Im thinking about buying my first mac palette myself.


----------



## gemmel06 (Feb 6, 2010)

nice haul! I would get expensive pink and amberlights  and humid


----------



## Susanne (Feb 6, 2010)

I just got my first palette as well 
	

	
	
		
		

		
		
	


	




 Enjoy!!


----------



## krijsten (Feb 7, 2010)

nice haul, bet your excited to fill it up!


----------



## cupcake_x (Feb 7, 2010)

Awesome! Its going to be a lot of fun filling it, I bet.


----------



## sweetkitty (Feb 17, 2010)

The one filled MAC palette that I have is my prized possession in my makeup collection!


----------



## mirauk (Feb 17, 2010)

@Shopaholic1981,
This soo describes me... I am yet to purcase any pans, as I prefer to be able to travel easily 
	

	
	
		
		

		
		
	


	




 Will be making the transition soon however!

Nice Haul kelly2509t!!! The amount of times I do that for free shipping... £50 turns into £100, then £200, then before I know it I've minced my credit card 
	

	
	
		
		

		
		
	


	




 How's Scene btw? The colour looks yummie.


----------



## hello_my_apple (Feb 19, 2010)

def get those staple colors like, sketch, beauty marked, saddle, vanilla, satin taupe, sumptious olive, embark, expensive pink, woodwinked, carbon and nocturnelle!  those were like my first palatte colors! enjoy it hun!


----------



## Junkie (Feb 19, 2010)

Beware...this is when the obsession begins to kick in  lol

The first palette is always the best! You get so excited about filling it all up and when you eventually do, you buy another one and it just spirals from there! Haha.

Nice haul - great choices.

I agree with a lot of the recommendations above - Deep Truth or Freshwater, Humid, Vanilla, Satin Taupe, Woodwinked, Shroom, Carbon, Aquadisiac, Lucky Green, Plum Dressing, Coppering, Antiqued, etc.


----------



## shimmercoconut (Mar 1, 2010)

That is exciting. I would recommend getting a dark matte brown (ie embark). I also recommend trax


----------



## sheaspearl83 (Apr 14, 2010)

Great!


----------



## RandomnessWithK (Apr 15, 2010)

congrats on your first mac palette! it truly does start off an addiction!


----------



## somethingsweet (Apr 15, 2010)

Palettes are so good! Enjoy!
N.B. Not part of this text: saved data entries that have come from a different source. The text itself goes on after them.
//! 2D line segment type, used for curve edges.

use super::{Point2, Vec2};
use num_traits::Float;

/// A 2D line segment defined by two endpoints.
///
/// Generic over floating-point types (`f32` or `f64`).
#[derive(Debug, Clone, Copy, PartialEq)]
pub struct Segment2<F> {
    pub start: Point2<F>,
    pub end: Point2<F>,
}

impl<F: Float> Segment2<F> {
    /// Creates a new segment from two points.
    #[inline]
    pub fn new(start: Point2<F>, end: Point2<F>) -> Self {
        Self { start, end }
    }

    /// Returns the direction vector from start to end.
    #[inline]
    pub fn direction(self) -> Vec2<F> {
        self.end - self.start
    }

    /// Returns the squared length of the segment.
    #[inline]
    pub fn length_squared(self) -> F {
        self.start.distance_squared(self.end)
    }

    /// Returns the length of the segment.
    #[inline]
    pub fn length(self) -> F {
        self.start.distance(self.end)
    }

    /// Returns the point at parameter `t` along the segment.
    ///
    /// - `t = 0` returns `start`
    /// - `t = 1` returns `end`
    /// - Values outside [0, 1] extrapolate beyond the segment
    #[inline]
    pub fn point_at(self, t: F) -> Point2<F> {
        self.start.lerp(self.end, t)
    }

    /// Projects `p` orthogonally onto the infinite line through the segment.
    ///
    /// Returns the unclamped line parameter, or `None` for a degenerate segment.
    #[inline]
    pub fn project(self, p: Point2<F>) -> Option<F> {
        let len_sq = self.length_squared();
        if len_sq == F::zero() {
            return None;
        }
        Some((p - self.start).dot(self.direction()) / len_sq)
    }

    /// Computes the closest point on the segment to the given point.
    ///
    /// Returns a tuple of (closest_point, parameter_t) where t is in [0, 1].
    pub fn closest_point(self, p: Point2<F>) -> (Point2<F>, F) {
        match self.project(p) {
            Some(t) => {
                let t_clamped = t.max(F::zero()).min(F::one());
                (self.point_at(t_clamped), t_clamped)
            }
            None => (self.start, F::zero()),
        }
    }

    /// Computes the distance from a point to this segment.
    #[inline]
    pub fn distance_to_point(self, p: Point2<F>) -> F {
        let (closest, _) = self.closest_point(p);
        p.distance(closest)
    }
}

#[cfg(test)]
mod tests {
    use super::*;
    use approx::assert_relative_eq;

    fn seg(x1: f64, y1: f64, x2: f64, y2: f64) -> Segment2<f64> {
        Segment2::new(Point2::new(x1, y1), Point2::new(x2, y2))
    }

    #[test]
    fn test_length() {
        let s = seg(0.0, 0.0, 3.0, 4.0);
        assert_eq!(s.length_squared(), 25.0);
        assert_eq!(s.length(), 5.0);
    }

    #[test]
    fn test_project_unclamped() {
        let s = seg(0.0, 0.0, 10.0, 0.0);
        assert_relative_eq!(s.project(Point2::new(5.0, 3.0)).unwrap(), 0.5);
        assert_relative_eq!(s.project(Point2::new(-5.0, 1.0)).unwrap(), -0.5);
        assert_relative_eq!(s.project(Point2::new(20.0, -1.0)).unwrap(), 2.0);
    }

    #[test]
    fn test_closest_point_clamps() {
        let s = seg(0.0, 0.0, 10.0, 0.0);

        let (c, t) = s.closest_point(Point2::new(5.0, 5.0));
        assert_relative_eq!(c.x, 5.0, epsilon = 1e-10);
        assert_relative_eq!(t, 0.5, epsilon = 1e-10);

        let (c, t) = s.closest_point(Point2::new(-5.0, 0.0));
        assert_eq!(c, Point2::new(0.0, 0.0));
        assert_eq!(t, 0.0);

        let (c, t) = s.closest_point(Point2::new(15.0, 0.0));
        assert_eq!(c, Point2::new(10.0, 0.0));
        assert_eq!(t, 1.0);
    }

    #[test]
    fn test_distance_to_point() {
        let s = seg(0.0, 0.0, 10.0, 0.0);
        assert_relative_eq!(s.distance_to_point(Point2::new(5.0, 3.0)), 3.0);
        assert_relative_eq!(s.distance_to_point(Point2::new(13.0, 4.0)), 5.0);
    }

    #[test]
    fn test_degenerate() {
        let s = seg(5.0, 5.0, 5.0, 5.0);
        assert!(s.project(Point2::new(0.0, 0.0)).is_none());
        let (closest, t) = s.closest_point(Point2::new(0.0, 0.0));
        assert_eq!(closest, Point2::new(5.0, 5.0));
        assert_eq!(t, 0.0);
        assert_relative_eq!(s.distance_to_point(Point2::new(8.0, 9.0)), 5.0);
    }
}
Its addictive!!!


----------



## angelisagemini (Apr 16, 2010)

I just got my first palette a month ago and now I need another one already, lol. Enjoy it! I think you need Amber lights and mulch too!


----------



## peachesxsan (Apr 17, 2010)

Beautiful Iris, Parfair Amour are beautiful purples
Bronze, Soba, and Wedge are nice basic browns 
I would add a fun pop of color like Aquadisiac =)


----------



## MizzMelroseMood (Apr 18, 2010)

I <3 All That Glitters! Have you filled it yet? lol


----------